Tu sum up: it looks like there is enough interest on the topic
to justify further investigation.

In the meanwhile I comment the several posts to try to find a common 
ground.

- Greg Freemyer
==========================================
>By "inter-engine communication" are you talking about something like
>Java's generic RMI interface that can span tiers, or something more
>specific to engines with well known services that is only used for
>intra-machine traffic?

I meant to talk about  "something more specific to engines".
It would be interesting to work on something that can generalize the 
idea.

...

>I'm still a newbie with Rails but it seems like any serious enterprise
>app will need to have an RMI like mechanism for the various tiers to
>talk together.

I agree. In my view the excellent Rails was born as a WebFramework, not 
as an Enterprise Application Server, but has all the potential to become 
one.

- David Corbin
==========================================
>I'd rather see a standardized interface where an engine can access
>authentication or authorization information.

If you drop the "rather", I fully agree ;-)
In fact my proposal is
1 - have a central entity to help discovering the needed service.
2 - to use the discovered service relying on standardized interface

and what you say is the second part of it.

> Can you give a concrete example of what you're thinking
> of with inter-engines communication?

Actually I could write a prototype, but before I want to collect ideas.
For the moment I send the following standard, very simplified,
"hub" code, just to avoid misunderstanding:

-- Client Engine
  ...
  login = Engines.find_service(:login) # looks for a provider
  ...
  login.validate(user, passwd)         # uses standardized interface
  ...                                  # for that kind of provider

-- Engines (framework side)
  ...
  @services = {}

  def Engines.start(engines)  # (could be in the engines plugin)
    engines.eaach{|engine| @services[engine.offered_service] = engines}
    ...
  end

  def Engines.find_service(desired_service); @services[desired_service] 
end
  ...

-- Service Provider Engine
  ...
  def offered_service; :login end        # hub code
  ...

- Jay Levitt
==========================================
>I think that the proposal may be overly complex and genericized..
>defining
>a communications bus, service locator, etc. seems to be the opposite of
>"convention over configuration".

Not really.
1 - we are in Ruby: the expression "communications bus" is longer
    than its implementation ;-)
2 - the complexity, if any, is on the framework side, not on the
    Engine Client/Provider

> Better would be things like Bill Katz's recent post on defining a common
> DSL for authentication.
> The service registry becomes Usenet and the Rails wiki.
> The protocol becomes "authors talk to each other".
> The pointer is Google, and the naming convention is decided by
> the authors for  any given service...

I am not familiar with  Bill Katz's work, I'll check it out.
>From what you say it looks like something quite different from what I 
suggest.
Having a registry on the net creates strong dependencies (no net, no 
test)
"authors talk to each other" is always good, but far from maintainable.

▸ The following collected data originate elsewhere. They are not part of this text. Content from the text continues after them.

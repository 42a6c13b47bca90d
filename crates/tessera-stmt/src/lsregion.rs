//! Generational allocator for in-memory-level statements.
//!
//! Allocations are carved sequentially out of fixed-size chunks. Each chunk
//! remembers the largest allocation id it served; `gc(min_id)` releases every
//! chunk whose ids are all below the watermark. Statements hold a `Bytes`
//! view into their chunk, so chunk memory is returned once the last view
//! into it is gone.

use bytes::BytesMut;
use parking_lot::Mutex;
use std::collections::VecDeque;
use tessera_common::{Result, TesseraError};
use tracing::debug;

/// One chunk of the region.
struct Generation {
    /// Unused tail of the chunk.
    chunk: BytesMut,
    /// Largest allocation id served from this chunk.
    max_id: i64,
    /// Bytes handed out from this chunk.
    used: usize,
}

/// Log-structured region keyed by monotonically growing allocation ids.
pub struct LsRegion {
    generation_size: usize,
    generations: Mutex<VecDeque<Generation>>,
}

impl LsRegion {
    /// Creates a region with chunks of `generation_size` bytes.
    pub fn new(generation_size: usize) -> Self {
        Self {
            generation_size: generation_size.max(1),
            generations: Mutex::new(VecDeque::new()),
        }
    }

    /// Allocates `size` zeroed bytes tagged with `alloc_id`.
    ///
    /// Ids must not decrease between calls. Allocations larger than the
    /// generation size get a dedicated chunk.
    pub fn alloc(&self, size: usize, alloc_id: i64) -> Result<BytesMut> {
        let mut generations = self.generations.lock();
        debug_assert!(generations.back().map_or(true, |g| g.max_id <= alloc_id));

        let fits = generations
            .back()
            .is_some_and(|g| g.chunk.capacity() - g.chunk.len() >= size);
        if !fits {
            let capacity = size.max(self.generation_size);
            let chunk = BytesMut::with_capacity(capacity);
            debug!(capacity, alloc_id, "lsregion: new generation");
            generations.push_back(Generation {
                chunk,
                max_id: alloc_id,
                used: 0,
            });
        }

        let generation = match generations.back_mut() {
            Some(g) => g,
            None => return Err(TesseraError::Internal("lsregion has no generation".into())),
        };
        generation.chunk.resize(size, 0);
        generation.max_id = generation.max_id.max(alloc_id);
        generation.used += size;
        Ok(generation.chunk.split_to(size))
    }

    /// Releases every generation whose allocation ids are all `<= min_id`.
    pub fn gc(&self, min_id: i64) -> usize {
        let mut generations = self.generations.lock();
        let mut released = 0;
        while generations.front().is_some_and(|g| g.max_id <= min_id) {
            if let Some(g) = generations.pop_front() {
                released += g.used;
            }
        }
        if released > 0 {
            debug!(released, min_id, "lsregion: generations collected");
        }
        released
    }

    /// Total bytes handed out by live generations.
    pub fn used(&self) -> usize {
        self.generations.lock().iter().map(|g| g.used).sum()
    }

    /// Number of live generations.
    pub fn generation_count(&self) -> usize {
        self.generations.lock().len()
    }
}

impl std::fmt::Debug for LsRegion {
    fn fmt(&self, f: &mut std::fmt::Formatter<'_>) -> std::fmt::Result {
        f.debug_struct("LsRegion")
            .field("generation_size", &self.generation_size)
            .field("generations", &self.generation_count())
            .field("used", &self.used())
            .finish()
    }
}

#[cfg(test)]
mod tests {
    use super::*;

    #[test]
    fn test_sequential_allocations_share_generation() {
        let region = LsRegion::new(1024);
        let mut a = region.alloc(100, 1).unwrap();
        let b = region.alloc(200, 2).unwrap();
        a[0] = 0xAB;

        assert_eq!(a.len(), 100);
        assert_eq!(b.len(), 200);
        assert!(b.iter().all(|&x| x == 0));
        assert_eq!(region.generation_count(), 1);
        assert_eq!(region.used(), 300);
    }

    #[test]
    fn test_new_generation_when_full() {
        let region = LsRegion::new(256);
        region.alloc(200, 1).unwrap();
        region.alloc(200, 2).unwrap();
        assert_eq!(region.generation_count(), 2);
    }

    #[test]
    fn test_oversized_allocation_gets_own_chunk() {
        let region = LsRegion::new(64);
        let big = region.alloc(1000, 1).unwrap();
        assert_eq!(big.len(), 1000);
        assert_eq!(region.generation_count(), 1);
    }

    #[test]
    fn test_gc_releases_old_generations() {
        let region = LsRegion::new(128);
        region.alloc(100, 1).unwrap();
        region.alloc(100, 5).unwrap();
        region.alloc(100, 9).unwrap();
        assert_eq!(region.generation_count(), 3);

        assert_eq!(region.gc(4), 100);
        assert_eq!(region.generation_count(), 2);

        assert_eq!(region.gc(9), 200);
        assert_eq!(region.generation_count(), 0);
        assert_eq!(region.used(), 0);
    }

    #[test]
    fn test_allocation_outlives_gc() {
        let region = LsRegion::new(128);
        let mut buf = region.alloc(4, 1).unwrap();
        buf.copy_from_slice(b"data");
        let frozen = buf.freeze();
        region.gc(10);
        assert_eq!(&frozen[..], b"data");
    }
}
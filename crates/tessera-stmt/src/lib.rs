//! Statement layer for the Tessera LSM storage engine.
//!
//! This crate provides:
//! - Statement layout: header, field map and MessagePack payload
//! - Statement constructors, including UPSERT and surrogate DELETE
//! - Tuple formats with JSON path field trees and a format registry
//! - Key extraction from statements and raw tuples
//! - Functional key cache for function-derived index keys
//! - Per-prefix bloom filters over statement keys
//! - Scratch and generational regions for transient allocations

pub mod bloom;
pub mod cord;
pub mod env;
pub mod field_map;
pub mod format;
pub mod func;
pub mod functional;
pub mod key;
pub mod key_def;
pub mod lsregion;
pub mod msgpack;
pub mod region;
pub mod stmt;

pub use bloom::{bloom_builder_add, bloom_maybe_has, StmtEntry, TupleBloom, TupleBloomBuilder};
pub use cord::{Cord, ExecContext, MainCord};
pub use env::{HeapVtab, StmtEnv, TupleVtab};
pub use field_map::{field_map_create, FieldMap, FieldMapBuilder};
pub use format::{FormatRegistry, FunctionalHandle, TupleField, TupleFormat};
pub use func::{Func, FuncCache, FuncDef, NativeFunc, Port};
pub use functional::FunctionalKeyCache;
pub use key::{
    extract_key, extract_key_into, extract_key_raw, key_dup, tuple_extract_key,
    tuple_extract_key_raw,
};
pub use key_def::{exact_key_validate, FieldType, JsonPath, KeyDef, KeyPart, PathToken};
pub use lsregion::LsRegion;
pub use region::{Savepoint, ScratchRegion};
pub use stmt::{new_surrogate_delete_raw, RegionStmt, Stmt, StmtHeader, StmtView};
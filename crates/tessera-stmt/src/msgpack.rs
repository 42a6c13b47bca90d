//! MessagePack cursor helpers over raw byte slices.
//!
//! Statements keep their payload as untouched MessagePack, so most work is
//! skipping values and reading container headers in place. Encoding goes
//! through `rmp::encode` into growable buffers; decoding goes through
//! `rmp::decode` and advances a `&mut &[u8]` cursor. `skip` walks nested
//! containers itself since `rmp` has no value skipper.

use rmp::decode;
use rmp::Marker;
use std::fmt::{self, Write as _};
use tessera_common::{Result, TesseraError};

/// Coarse MessagePack value type, as seen from the leading marker byte.
#[derive(Debug, Clone, Copy, PartialEq, Eq)]
pub enum MpType {
    Nil,
    Uint,
    Int,
    Str,
    Bin,
    Array,
    Map,
    Bool,
    Float,
    Double,
    Ext,
}

impl MpType {
    /// Returns the lower-case type name used in diagnostics.
    pub fn name(&self) -> &'static str {
        match self {
            MpType::Nil => "nil",
            MpType::Uint => "unsigned",
            MpType::Int => "integer",
            MpType::Str => "string",
            MpType::Bin => "varbinary",
            MpType::Array => "array",
            MpType::Map => "map",
            MpType::Bool => "boolean",
            MpType::Float => "float",
            MpType::Double => "double",
            MpType::Ext => "extension",
        }
    }
}

/// Returns the type of the value starting with `byte`.
#[inline]
pub fn mp_typeof(byte: u8) -> MpType {
    match Marker::from_u8(byte) {
        Marker::Null => MpType::Nil,
        Marker::True | Marker::False => MpType::Bool,
        Marker::FixPos(_) | Marker::U8 | Marker::U16 | Marker::U32 | Marker::U64 => MpType::Uint,
        Marker::FixNeg(_) | Marker::I8 | Marker::I16 | Marker::I32 | Marker::I64 => MpType::Int,
        Marker::F32 => MpType::Float,
        Marker::F64 => MpType::Double,
        Marker::FixStr(_) | Marker::Str8 | Marker::Str16 | Marker::Str32 => MpType::Str,
        Marker::Bin8 | Marker::Bin16 | Marker::Bin32 => MpType::Bin,
        Marker::FixArray(_) | Marker::Array16 | Marker::Array32 => MpType::Array,
        Marker::FixMap(_) | Marker::Map16 | Marker::Map32 => MpType::Map,
        _ => MpType::Ext,
    }
}

/// Returns the type of the first value in `buf`.
pub fn peek_type(buf: &[u8]) -> Result<MpType> {
    buf.first()
        .map(|b| mp_typeof(*b))
        .ok_or_else(|| invalid("unexpected end of data"))
}

/// Number of bytes taken by an array header with `len` elements.
#[inline]
pub fn sizeof_array(len: u32) -> usize {
    if len < 16 {
        1
    } else if len <= u16::MAX as u32 {
        3
    } else {
        5
    }
}

fn invalid(reason: &str) -> TesseraError {
    TesseraError::InvalidMsgPack(reason.to_string())
}

fn decode_err(err: impl fmt::Display) -> TesseraError {
    TesseraError::InvalidMsgPack(err.to_string())
}

#[inline]
fn take<'a>(buf: &mut &'a [u8], len: usize) -> Result<&'a [u8]> {
    if buf.len() < len {
        return Err(invalid("unexpected end of data"));
    }
    let (head, tail) = buf.split_at(len);
    *buf = tail;
    Ok(head)
}

#[inline]
fn peek_marker(buf: &[u8]) -> Result<Marker> {
    buf.first()
        .map(|b| Marker::from_u8(*b))
        .ok_or_else(|| invalid("unexpected end of data"))
}

/// Decodes an array header and returns the element count.
pub fn decode_array_len(buf: &mut &[u8]) -> Result<u32> {
    decode::read_array_len(buf).map_err(decode_err)
}

/// Decodes a map header and returns the number of key/value pairs.
pub fn decode_map_len(buf: &mut &[u8]) -> Result<u32> {
    decode::read_map_len(buf).map_err(decode_err)
}

/// Decodes a non-negative integer.
pub fn decode_uint(buf: &mut &[u8]) -> Result<u64> {
    decode::read_int(buf).map_err(decode_err)
}

/// Decodes any integer that fits into i64.
pub fn decode_int(buf: &mut &[u8]) -> Result<i64> {
    decode::read_int(buf).map_err(decode_err)
}

/// Decodes a UTF-8 string in place.
pub fn decode_str<'a>(buf: &mut &'a [u8]) -> Result<&'a str> {
    let (s, tail) = decode::read_str_from_slice(*buf).map_err(decode_err)?;
    *buf = tail;
    Ok(s)
}

/// Payload bytes following a fixed-width scalar marker.
fn scalar_width(marker: Marker) -> usize {
    match marker {
        Marker::U8 | Marker::I8 => 1,
        Marker::U16 | Marker::I16 => 2,
        Marker::U32 | Marker::I32 | Marker::F32 => 4,
        Marker::U64 | Marker::I64 | Marker::F64 => 8,
        _ => 0,
    }
}

/// Advances `buf` past exactly one value, nested containers included.
pub fn skip(buf: &mut &[u8]) -> Result<()> {
    let mut pending: u64 = 1;
    while pending > 0 {
        pending -= 1;
        match peek_marker(buf)? {
            Marker::FixArray(_) | Marker::Array16 | Marker::Array32 => {
                pending += u64::from(decode_array_len(buf)?);
            }
            Marker::FixMap(_) | Marker::Map16 | Marker::Map32 => {
                pending += 2 * u64::from(decode_map_len(buf)?);
            }
            Marker::FixStr(_) | Marker::Str8 | Marker::Str16 | Marker::Str32 => {
                let len = decode::read_str_len(buf).map_err(decode_err)?;
                take(buf, len as usize)?;
            }
            Marker::Bin8 | Marker::Bin16 | Marker::Bin32 => {
                let len = decode::read_bin_len(buf).map_err(decode_err)?;
                take(buf, len as usize)?;
            }
            Marker::FixExt1
            | Marker::FixExt2
            | Marker::FixExt4
            | Marker::FixExt8
            | Marker::FixExt16
            | Marker::Ext8
            | Marker::Ext16
            | Marker::Ext32 => {
                let meta = decode::read_ext_meta(buf).map_err(decode_err)?;
                take(buf, meta.size as usize)?;
            }
            Marker::Reserved => return Err(invalid("reserved marker 0xc1")),
            scalar => {
                take(buf, 1 + scalar_width(scalar))?;
            }
        }
    }
    Ok(())
}

/// Returns the encoded size of the first value in `buf`.
pub fn value_span(buf: &[u8]) -> Result<usize> {
    let mut cursor = buf;
    skip(&mut cursor)?;
    Ok(buf.len() - cursor.len())
}

/// Returns the encoded size of `count` consecutive values.
pub fn values_span(buf: &[u8], count: u32) -> Result<usize> {
    let mut cursor = buf;
    for _ in 0..count {
        skip(&mut cursor)?;
    }
    Ok(buf.len() - cursor.len())
}

/// Checks that `buf` holds exactly one well-formed array.
pub fn check_array(buf: &[u8]) -> Result<()> {
    if peek_type(buf)? != MpType::Array {
        return Err(invalid("expected array"));
    }
    if value_span(buf)? != buf.len() {
        return Err(invalid("junk after tuple"));
    }
    Ok(())
}

/// Appends a human-readable rendering of the first value of `buf` to `out`.
pub fn format_value(buf: &mut &[u8], out: &mut String) -> Result<()> {
    match peek_type(buf)? {
        MpType::Nil => {
            decode::read_nil(buf).map_err(decode_err)?;
            out.push_str("null");
        }
        MpType::Bool => {
            let v = decode::read_bool(buf).map_err(decode_err)?;
            out.push_str(if v { "true" } else { "false" });
        }
        MpType::Uint => {
            let v = decode_uint(buf)?;
            let _ = write!(out, "{}", v);
        }
        MpType::Int => {
            let v = decode_int(buf)?;
            let _ = write!(out, "{}", v);
        }
        MpType::Float => {
            let v = decode::read_f32(buf).map_err(decode_err)?;
            let _ = write!(out, "{}", v);
        }
        MpType::Double => {
            let v = decode::read_f64(buf).map_err(decode_err)?;
            let _ = write!(out, "{}", v);
        }
        MpType::Str => {
            let s = decode_str(buf)?;
            let _ = write!(out, "{:?}", s);
        }
        MpType::Array => {
            let len = decode_array_len(buf)?;
            out.push('[');
            for i in 0..len {
                if i > 0 {
                    out.push_str(", ");
                }
                format_value(buf, out)?;
            }
            out.push(']');
        }
        MpType::Map => {
            let len = decode_map_len(buf)?;
            out.push('{');
            for i in 0..len {
                if i > 0 {
                    out.push_str(", ");
                }
                format_value(buf, out)?;
                out.push_str(": ");
                format_value(buf, out)?;
            }
            out.push('}');
        }
        MpType::Bin | MpType::Ext => {
            let span = value_span(buf)?;
            take(buf, span)?;
            let _ = write!(out, "<{} bytes>", span);
        }
    }
    Ok(())
}

/// Renders one value as a string, or a placeholder if it is malformed.
pub fn to_string(buf: &[u8]) -> String {
    let mut out = String::new();
    let mut cursor = buf;
    if format_value(&mut cursor, &mut out).is_err() {
        return "<invalid msgpack>".to_string();
    }
    out
}
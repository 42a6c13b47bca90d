//! Statement type tags and runtime flags shared by all Tessera crates.

use crate::error::{Result, TesseraError};
use serde::{Deserialize, Serialize};

/// Log sequence number of a statement.
pub type Lsn = i64;

/// Kind of change a statement carries.
///
/// Discriminants match the request type codes used on the wire.
#[derive(Debug, Clone, Copy, PartialEq, Eq, Hash, Default, Serialize, Deserialize)]
#[repr(u8)]
pub enum StmtType {
    /// Raw tuple without a request type (e.g. a returned tuple or a key).
    #[default]
    Unset = 0,
    Insert = 2,
    Replace = 3,
    Delete = 5,
    Upsert = 9,
}

impl StmtType {
    /// Returns the upper-case request name, as printed in diagnostics.
    pub fn name(&self) -> &'static str {
        match self {
            StmtType::Unset => "UNSET",
            StmtType::Insert => "INSERT",
            StmtType::Replace => "REPLACE",
            StmtType::Delete => "DELETE",
            StmtType::Upsert => "UPSERT",
        }
    }
}

impl TryFrom<u8> for StmtType {
    type Error = TesseraError;

    fn try_from(value: u8) -> Result<Self> {
        match value {
            0 => Ok(StmtType::Unset),
            2 => Ok(StmtType::Insert),
            3 => Ok(StmtType::Replace),
            5 => Ok(StmtType::Delete),
            9 => Ok(StmtType::Upsert),
            _ => Err(TesseraError::InvalidRecord(format!(
                "unknown request type {}",
                value
            ))),
        }
    }
}

impl std::fmt::Display for StmtType {
    fn fmt(&self, f: &mut std::fmt::Formatter<'_>) -> std::fmt::Result {
        f.write_str(self.name())
    }
}

/// Runtime flags of a statement.
#[derive(Debug, Clone, Copy, PartialEq, Eq, Default)]
pub struct StmtFlags(pub u8);

impl StmtFlags {
    /// No flags set.
    pub const fn empty() -> Self {
        Self(0)
    }

    /// Primary index compaction must generate DELETEs for secondary indexes.
    pub const DEFERRED_DELETE: u8 = 0x01;
    /// Statement is invisible to readers (overwritten in the same transaction).
    pub const SKIP_READ: u8 = 0x02;
    /// REPLACE produced by an UPDATE; lets dump turn it back into an INSERT.
    pub const UPDATE: u8 = 0x04;
    /// Every defined flag.
    pub const ALL: u8 = Self::DEFERRED_DELETE | Self::SKIP_READ | Self::UPDATE;

    /// Returns true if every bit of `flag` is set.
    pub fn contains(&self, flag: u8) -> bool {
        self.0 & flag == flag
    }

    /// Sets or clears `flag`.
    pub fn set(&mut self, flag: u8, on: bool) {
        if on {
            self.0 |= flag;
        } else {
            self.0 &= !flag;
        }
    }

    /// Returns true if no flag is set.
    pub fn is_empty(&self) -> bool {
        self.0 == 0
    }

    /// Returns the subset of flags that survive a write to disk.
    ///
    /// UPDATE never persists. DEFERRED_DELETE persists only in primary
    /// index runs since only primary compaction produces deferred DELETEs.
    pub fn persistent(&self, is_primary: bool) -> StmtFlags {
        let mut mask = Self::ALL & !Self::UPDATE;
        if !is_primary {
            mask &= !Self::DEFERRED_DELETE;
        }
        StmtFlags(self.0 & mask)
    }
}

>But then I can't really think of a whole lot of situations OTHER than
>authentication, version control, wiki, and maybe blogging where you'll
>likely have multiple engines implementing a common API but different
>underlying schemes.

Actually the whole topic started from your statement:

>> Another thing to think about: You want the engine to be easily
>> extensible without folks having to modify the actual engine files, or
>> cut-and-paste huge swaths of code.

Right!!!
Getting a pointer to the service you want to use (by name) and acquire 
its
behaviours dynamically (dyn composition), is a way to address this.
The possibility to select between different implementation comes,
basically, as a free of charge side effect.

- Manuel Holtgrewe
=============================================
>Though I do not agree completely with DHH's opinion about high level
>components,
I keep hearing about it, but never read it. Could you give me a pointer?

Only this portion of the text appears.